There are the cloth masks, which are the least protective, owing to their larger pores and some offering only one layer of material for protection from particles of COVID-19. Then there are the readily available surgical masks, which are two-ply and reasonably protective, as they have two layers of protection.

But the gold standard of protection is the N95 mask, he said.

(KN95 and KF94 masks can be used interchangeably with N95s and are designed to filter out a minimum of 94% of particles. The masks only differ in country of origin and design differences, like ear loops vs. straps.)

“It’s all about the size of the pores in the mask,” Blaser said. “A mask is like a sieve. A sieve has pores. The N95 has very small pores. They retain 95% of droplets that come their way. That’s where the name N95 comes from.”

The fibers in N95 masks are pressed closer together than in cloth masks and have an electrostatic charge that makes molecules stick to the mask instead of passing through.

“The virus is spread in very small droplets,” he said. “So the mask is a barrier. If somebody coughs out a million virus particles, maybe a thousand of them are going to reach you. And maybe if you have a mask on, none of them are going to reach you.”

Are cloth masks better than no mask?

Ultimately, if a person does not have access to or is uncomfortable wearing an N95 mask, a cloth mask is better than nothing, Blaser said.

The average person outside of a health-care setting doesn’t really need an N95 mask, he said, with a surgical mask being sufficient for daily protection.

“Surgical masks, I think these are the great utility players,” he said. “These are masks that would really be helpful if people used all the time because they’re comfortable and they’re not that expensive. They’re highly available. People can wear them for long periods of time. And people can reuse them.”

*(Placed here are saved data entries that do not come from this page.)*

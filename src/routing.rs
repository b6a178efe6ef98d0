//! Application router configuration with protected and unprotected route definitions.

use axum::{
    Router, middleware,
    response::Redirect,
    routing::{delete, get, post, put},
};
use tower_http::services::ServeDir;

use crate::{
    AppState,
    attachment::get_attachment_endpoint,
    calendar::{get_calendar_page, get_year_overview_page},
    dashboard::get_dashboard_page,
    endpoints,
    expense::{
        create_expense_endpoint, delete_expense_endpoint, get_edit_expense_page,
        get_expense_table_fragment, get_expenses_page, get_new_expense_page,
        update_expense_endpoint,
    },
    income::{
        create_income_endpoint, delete_income_endpoint, get_edit_income_page,
        get_income_page, get_income_table_fragment, get_new_income_page, update_income_endpoint,
    },
    internal_server_error::get_internal_server_error_page,
    not_found::get_404_not_found,
    reminder::{
        create_reminder_endpoint, delete_reminder_endpoint, get_reminders_page,
        toggle_reminder_endpoint,
    },
    report::{email_report_endpoint, generate_report_endpoint, get_reports_page},
    session::{get_sign_in_page, get_sign_out, post_sign_in, session_guard, session_guard_hx},
};

/// Return a router with all the app's routes.
pub fn build_router(state: AppState) -> Router {
    let unprotected_routes = Router::new()
        .route(endpoints::SIGN_IN_VIEW, get(get_sign_in_page))
        .route(endpoints::SIGN_IN_API, post(post_sign_in))
        .route(endpoints::SIGN_OUT, get(get_sign_out))
        .route(
            endpoints::INTERNAL_ERROR_VIEW,
            get(get_internal_server_error_page),
        );

    let protected_pages = Router::new()
        .route(endpoints::ROOT, get(get_index_page))
        .route(endpoints::DASHBOARD_VIEW, get(get_dashboard_page))
        .route(endpoints::EXPENSES_VIEW, get(get_expenses_page))
        .route(endpoints::NEW_EXPENSE_VIEW, get(get_new_expense_page))
        .route(endpoints::EDIT_EXPENSE_VIEW, get(get_edit_expense_page))
        .route(endpoints::INCOME_VIEW, get(get_income_page))
        .route(endpoints::NEW_INCOME_VIEW, get(get_new_income_page))
        .route(endpoints::EDIT_INCOME_VIEW, get(get_edit_income_page))
        .route(endpoints::REMINDERS_VIEW, get(get_reminders_page))
        .route(endpoints::CALENDAR_VIEW, get(get_calendar_page))
        .route(endpoints::YEAR_OVERVIEW_VIEW, get(get_year_overview_page))
        .route(endpoints::REPORTS_VIEW, get(get_reports_page))
        .layer(middleware::from_fn_with_state(state.clone(), session_guard));

    // These API routes need to use the HX-Redirect header for session
    // redirects to work properly for HTMX requests.
    let protected_api = Router::new()
        .route(endpoints::EXPENSES_API, post(create_expense_endpoint))
        .route(endpoints::EXPENSES_TABLE, get(get_expense_table_fragment))
        .route(
            endpoints::EXPENSE,
            put(update_expense_endpoint).delete(delete_expense_endpoint),
        )
        .route(endpoints::INCOME_API, post(create_income_endpoint))
        .route(endpoints::INCOME_TABLE, get(get_income_table_fragment))
        .route(
            endpoints::INCOME,
            put(update_income_endpoint).delete(delete_income_endpoint),
        )
        .route(endpoints::REMINDERS_API, post(create_reminder_endpoint))
        .route(endpoints::TOGGLE_REMINDER, post(toggle_reminder_endpoint))
        .route(endpoints::REMINDER, delete(delete_reminder_endpoint))
        .route(endpoints::ATTACHMENT, get(get_attachment_endpoint))
        .route(endpoints::GENERATE_REPORT, post(generate_report_endpoint))
        .route(endpoints::EMAIL_REPORT, post(email_report_endpoint))
        .layer(middleware::from_fn_with_state(
            state.clone(),
            session_guard_hx,
        ));

    protected_pages
        .merge(protected_api)
        .merge(unprotected_routes)
        .nest_service(endpoints::STATIC, ServeDir::new("static/"))
        .fallback(get_404_not_found)
        .with_state(state)
}

/// The root path '/' redirects to the dashboard page.
async fn get_index_page() -> Redirect {
    Redirect::to(endpoints::DASHBOARD_VIEW)
}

Though cloth masks are limited in protection, they are more available than N95 masks. For Blaser, the key is for as many people as possible to don some sort of mask.

“But my view is that any mask is better than no mask,” he said.

CDC guidance has changed on N95 masks. Can we still go by its guidance?

Since the beginning of the pandemic, the CDC’s guidance on whether to wear masks or not and which types to wear has fluctuated.

Early in the pandemic, the CDC said N95 masks should be reserved primarily for frontline health-care workers. The shift to recommending that the average person should use N95 masks if possible came Saturday, nearly two years into the pandemic.

For Blaser, the guidance is merely evolving alongside the pandemic.

“I think people have been too critical of the CDC,” Blaser said. “We have an ongoing epidemic. And the epidemic keeps changing, as we’ve all seen. And so the advice has to keep changing, too.”

What’s most important when choosing a mask?

Wearing masks — any type one can wear — is crucial to changing the tide of the pandemic, Blaser said.

Along with vaccination and social distancing, masks are vital weapons in the fight against COVID-19 and its continued spread, he said. For that reason, Blaser recommended that people choose the mask that’s most protective while still being comfortable enough to wear daily.

“The principle is that masks save lives,” he said. “Masks protect people. People should use the best mask that they can that they’re comfortable with that they will wear. If you have an N95 and it’s uncomfortable and you don’t wear it, it’s not helping you very much.”